’Ndrangheta lombarda spa: 500 affiliati ai clan

Milano la capitale economico-finanziaria delle cosche. Gli inquirenti non hanno dubbi sul radicamento territoriale dell’organizzazione criminale nata in Calabria. «Le indagini hanno documentato più di 40 summit tenuti dagli indagati nell’arco dei due anni di indagine sul territorio milanese, spesso organizzate durante cresime, battesimi e matrimoni. Si parla di 500 affiliati in Lombardia e, allo stato, abbiamo scoperto 15 “locali” (Milano centro, Pavia, Bollate, Cormano, Bresso, Limbiate, Solaro, Pioltello, Corsico, Desio, Seregno, Rho, Legnano, Mariano Comense, Erba e Canzo) ma sappiamo che sono molto di più e molto radicate». È il quadro che traccia il procuratore aggiunto della Dda di Milano Ilda Boccassini al Palazzo di giustizia di Milano dopo l’operazione senza precedenti per vastità e coinvolgimenti.
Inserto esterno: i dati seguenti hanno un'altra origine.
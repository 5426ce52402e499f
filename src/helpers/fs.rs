//! Filesystem helpers for packaging
//!
//! Pattern-based copy and removal. Patterns are matched against the path
//! relative to the source folder, and `*` also matches `/`, so `*.h` selects
//! headers at any depth.

use anyhow::{Context, Result};
use glob::{MatchOptions, Pattern};
use std::path::{Path, PathBuf};
use walkdir::WalkDir;

const MATCH_OPTIONS: MatchOptions = MatchOptions {
    case_sensitive: true,
    require_literal_separator: false,
    require_literal_leading_dot: false,
};

/// Ensure a file's parent directory exists.
pub fn ensure_parent_dir(path: &Path) -> Result<()> {
    if let Some(parent) = path.parent()
        && !parent.as_os_str().is_empty()
        && !parent.exists()
    {
        std::fs::create_dir_all(parent)
            .with_context(|| format!("cannot create directory {}", parent.display()))?;
    }
    Ok(())
}

/// Copy files under `src` matching `pattern` into `dst`.
///
/// With `keep_path` the relative directory structure is preserved; without
/// it every match lands directly in `dst`. A missing `src` copies nothing.
/// Returns the destination paths written.
pub fn copy_pattern(src: &Path, dst: &Path, pattern: &str, keep_path: bool) -> Result<Vec<PathBuf>> {
    copy_matching(src, dst, pattern, keep_path, None)
}

/// Copy the whole tree under `src` into `dst`, leaving out `exclude` and
/// everything below it.
pub fn copy_tree_except(src: &Path, dst: &Path, exclude: &Path) -> Result<Vec<PathBuf>> {
    copy_matching(src, dst, "*", true, Some(exclude))
}

fn copy_matching(
    src: &Path,
    dst: &Path,
    pattern: &str,
    keep_path: bool,
    exclude: Option<&Path>,
) -> Result<Vec<PathBuf>> {
    let pattern =
        Pattern::new(pattern).with_context(|| format!("invalid pattern '{}'", pattern))?;
    let mut copied = Vec::new();

    if !src.is_dir() {
        return Ok(copied);
    }

    let walker = WalkDir::new(src)
        .sort_by_file_name()
        .into_iter()
        .filter_entry(|e| exclude != Some(e.path()));

    for entry in walker {
        let entry = entry.with_context(|| format!("cannot walk {}", src.display()))?;
        if !entry.file_type().is_file() {
            continue;
        }

        let rel = entry
            .path()
            .strip_prefix(src)
            .with_context(|| format!("{} is outside {}", entry.path().display(), src.display()))?;
        if !pattern.matches_path_with(rel, MATCH_OPTIONS) {
            continue;
        }

        let target = if keep_path {
            dst.join(rel)
        } else {
            dst.join(entry.file_name())
        };

        ensure_parent_dir(&target)?;
        std::fs::copy(entry.path(), &target).with_context(|| {
            format!(
                "copy failed: {} -> {}",
                entry.path().display(),
                target.display()
            )
        })?;
        copied.push(target);
    }

    Ok(copied)
}

/// Remove files directly inside `folder` whose name matches `pattern`.
///
/// Not recursive. A missing folder removes nothing. Returns the paths removed.
pub fn rm_pattern(folder: &Path, pattern: &str) -> Result<Vec<PathBuf>> {
    let pattern =
        Pattern::new(pattern).with_context(|| format!("invalid pattern '{}'", pattern))?;
    let mut removed = Vec::new();

    if !folder.is_dir() {
        return Ok(removed);
    }

    for entry in std::fs::read_dir(folder)
        .with_context(|| format!("cannot read {}", folder.display()))?
    {
        let entry = entry?;
        let path = entry.path();
        if !path.is_file() {
            continue;
        }
        if pattern.matches_with(&entry.file_name().to_string_lossy(), MATCH_OPTIONS) {
            std::fs::remove_file(&path)
                .with_context(|| format!("rm failed: {}", path.display()))?;
            removed.push(path);
        }
    }

    Ok(removed)
}

/// Remove a directory tree if it exists. Returns true when something was removed.
pub fn rmdir(path: &Path) -> Result<bool> {
    if !path.exists() {
        return Ok(false);
    }
    std::fs::remove_dir_all(path).with_context(|| format!("rmdir failed: {}", path.display()))?;
    Ok(true)
}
Un maxi blitz che ha portato all’emissione di 305 ordinanze di custodia cautelare in carcere, la metà delle quali in Lombardia.
«I politici sono parte del «capitale sociale dell’organizzazione criminale». Così la stessa Boccassini, insieme ai pm Alessandra Dolci, Paolo Storari e Cecchelli definisce nell’ordinanza di arresto del gip Giuseppe Gennari i rapporti con i palazzi delle istituzioni.